Václav Černý (born 17 October 1997) is a Czech professional footballer who plays as a winger for Dutch Eredivisie club Twente and the  Czech Republic national team.

Club career 
Černý was born in Příbram. He joined the youth ranks of AFC Ajax in January 2013 from FK Příbram. He made his professional debut at Jong Ajax on 13 March 2015 in an Eerste Divisie game against VVV Venlo replacing Robert Murić after 78 minutes in a 1–0 win.

On 15 August 2015, he made his Ajax first team debut in a 3–0 win against Willem II. He scored his first goal on 26 November 2015 in the 2015–16 UEFA Europa League against Celtic, in which Ajax won 2–1. He left the club in 2019 after five seasons at Ajax, during which time he regularly played for their reserve team Jong Ajax in the second-tier Eerste Divisie.

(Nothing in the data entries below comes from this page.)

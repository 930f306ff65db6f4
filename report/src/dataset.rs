use anyhow::{bail, ensure, Context, Result};
use topsis::{Alternative, Criterion, Direction};

#[derive(Debug)]
pub struct Dataset {
    pub criteria: Vec<Criterion>,
    pub alternatives: Vec<Alternative>,
}

/// Four candidate projects judged on profit, duration, risk, and strategic importance.
pub fn projects() -> Dataset {
    let criteria = vec![
        Criterion::new("C1", "Expected profit", 0.4, Direction::Benefit),
        Criterion::new("C2", "Project duration", 0.2, Direction::Cost),
        Criterion::new("C3", "Risk level", 0.2, Direction::Cost),
        Criterion::new("C4", "Strategic importance", 0.2, Direction::Benefit),
    ];
    let alternatives = [
        ("Project A", [120.0, 10.0, 6.0, 8.0]),
        ("Project B", [90.0, 7.0, 4.0, 6.0]),
        ("Project C", [150.0, 14.0, 8.0, 9.0]),
        ("Project D", [80.0, 6.0, 3.0, 5.0]),
    ]
    .into_iter()
    .map(|(name, values)| {
        Alternative::with_values(name, criteria.iter().map(|c| c.id.clone()).zip(values))
    })
    .collect();
    Dataset {
        criteria,
        alternatives,
    }
}

/// Parse a decision matrix from CSV.
///
/// ```text
/// name,C1,C2
/// @name,Expected profit,Risk level
/// @weight,0.6,0.4
/// @direction,benefit,cost
/// Project A,120,6
/// ```
///
/// The header lists criterion ids. The `@name` row is optional and defaults display names to the
/// ids; `@weight` and `@direction` are required. Blank lines and lines starting with `#` are
/// skipped.
pub fn parse_csv(input: &str) -> Result<Dataset> {
    let mut lines = input
        .lines()
        .enumerate()
        .map(|(index, line)| (index + 1, line.trim()))
        .filter(|(_, line)| !line.is_empty() && !line.starts_with('#'));

    let (_, header) = lines.next().context("missing header row")?;
    let header: Vec<&str> = header.split(',').map(str::trim).collect();
    ensure!(
        header.len() >= 2 && header[0].eq_ignore_ascii_case("name"),
        "header must be \"name\" followed by criterion ids"
    );
    let ids = &header[1..];

    let mut names: Option<Vec<String>> = None;
    let mut weights: Option<Vec<f64>> = None;
    let mut directions: Option<Vec<Direction>> = None;
    let mut alternatives = Vec::new();
    for (line_number, line) in lines {
        let fields: Vec<&str> = line.split(',').map(str::trim).collect();
        ensure!(
            fields.len() == header.len(),
            "line {line_number}: expected {} fields, found {}",
            header.len(),
            fields.len()
        );
        let (label, cells) = (fields[0], &fields[1..]);
        match label {
            "@name" => names = Some(cells.iter().map(|s| s.to_string()).collect()),
            "@weight" => {
                let parsed = cells
                    .iter()
                    .map(|cell| cell.parse::<f64>())
                    .collect::<Result<Vec<_>, _>>()
                    .with_context(|| format!("line {line_number}: invalid weight"))?;
                weights = Some(parsed);
            }
            "@direction" => {
                let parsed = cells
                    .iter()
                    .map(|cell| cell.parse::<Direction>())
                    .collect::<Result<Vec<_>, _>>()
                    .with_context(|| format!("line {line_number}: invalid direction"))?;
                directions = Some(parsed);
            }
            label if label.starts_with('@') => bail!("line {line_number}: unknown row {label:?}"),
            name => {
                let values = cells
                    .iter()
                    .map(|cell| cell.parse::<f64>())
                    .collect::<Result<Vec<_>, _>>()
                    .with_context(|| format!("line {line_number}: invalid value for {name:?}"))?;
                alternatives.push(Alternative::with_values(
                    name,
                    ids.iter().map(|id| id.to_string()).zip(values),
                ));
            }
        }
    }

    let weights = weights.context("missing @weight row")?;
    let directions = directions.context("missing @direction row")?;
    let names = names.unwrap_or_else(|| ids.iter().map(|id| id.to_string()).collect());
    let criteria = ids
        .iter()
        .zip(names)
        .zip(weights.into_iter().zip(directions))
        .map(|((id, name), (weight, direction))| Criterion::new(*id, name, weight, direction))
        .collect();
    Ok(Dataset {
        criteria,
        alternatives,
    })
}
/// Dense row-major matrix. Rows are alternatives and columns are criteria, both in the order the
/// caller supplied them.
#[derive(Clone, Debug, PartialEq)]
pub struct Matrix {
    columns: usize,
    cells: Vec<f64>,
}

impl Matrix {
    pub(crate) fn with_capacity(rows: usize, columns: usize) -> Self {
        Self {
            columns,
            cells: Vec::with_capacity(rows * columns),
        }
    }

    pub(crate) fn push_row(&mut self, row: impl IntoIterator<Item = f64>) {
        let len = self.cells.len();
        self.cells.extend(row);
        debug_assert_eq!(self.cells.len() - len, self.columns);
    }

    pub fn rows(&self) -> usize {
        if self.columns == 0 {
            return 0;
        }
        self.cells.len() / self.columns
    }

    pub fn columns(&self) -> usize {
        self.columns
    }

    pub fn get(&self, row: usize, column: usize) -> f64 {
        self.cells[row * self.columns + column]
    }

    pub fn row(&self, row: usize) -> &[f64] {
        &self.cells[row * self.columns..(row + 1) * self.columns]
    }

    pub fn column(&self, column: usize) -> impl Iterator<Item = f64> + Clone + '_ {
        self.cells[column..].iter().step_by(self.columns).copied()
    }

    pub(crate) fn update_column(&mut self, column: usize, mut f: impl FnMut(f64) -> f64) {
        for cell in self.cells[column..].iter_mut().step_by(self.columns) {
            *cell = f(*cell);
        }
    }
}
use super::{NormalizedMatrix, WeightedMatrix};
use crate::criteria::CriterionSet;

pub fn apply_weights(criteria: &CriterionSet<'_>, matrix: NormalizedMatrix) -> WeightedMatrix {
    let mut matrix = matrix.0;
    for column in 0..matrix.columns() {
        let weight = criteria.weight(column).as_f64();
        matrix.update_column(column, |v| v * weight);
    }
    WeightedMatrix(matrix)
}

Černý joined Utrecht in July 2019, signing a three-year contract with  Eredivisie side.
Černý spent the 2020–21 season on loan at Twente, before making a permanent transfer in July 2021.

International career
Černý played for his country at youth level from the under-16 level. He was called up to the Czech Republic under-21 team in August 2015, at the age of 17. This call-up drew media attention as he would become the youngest player to represent the team, if he played in the matches against Malta or Latvia in early September. He made his U21 debut on 4 September 2015, starting in the 4–1 win against Malta.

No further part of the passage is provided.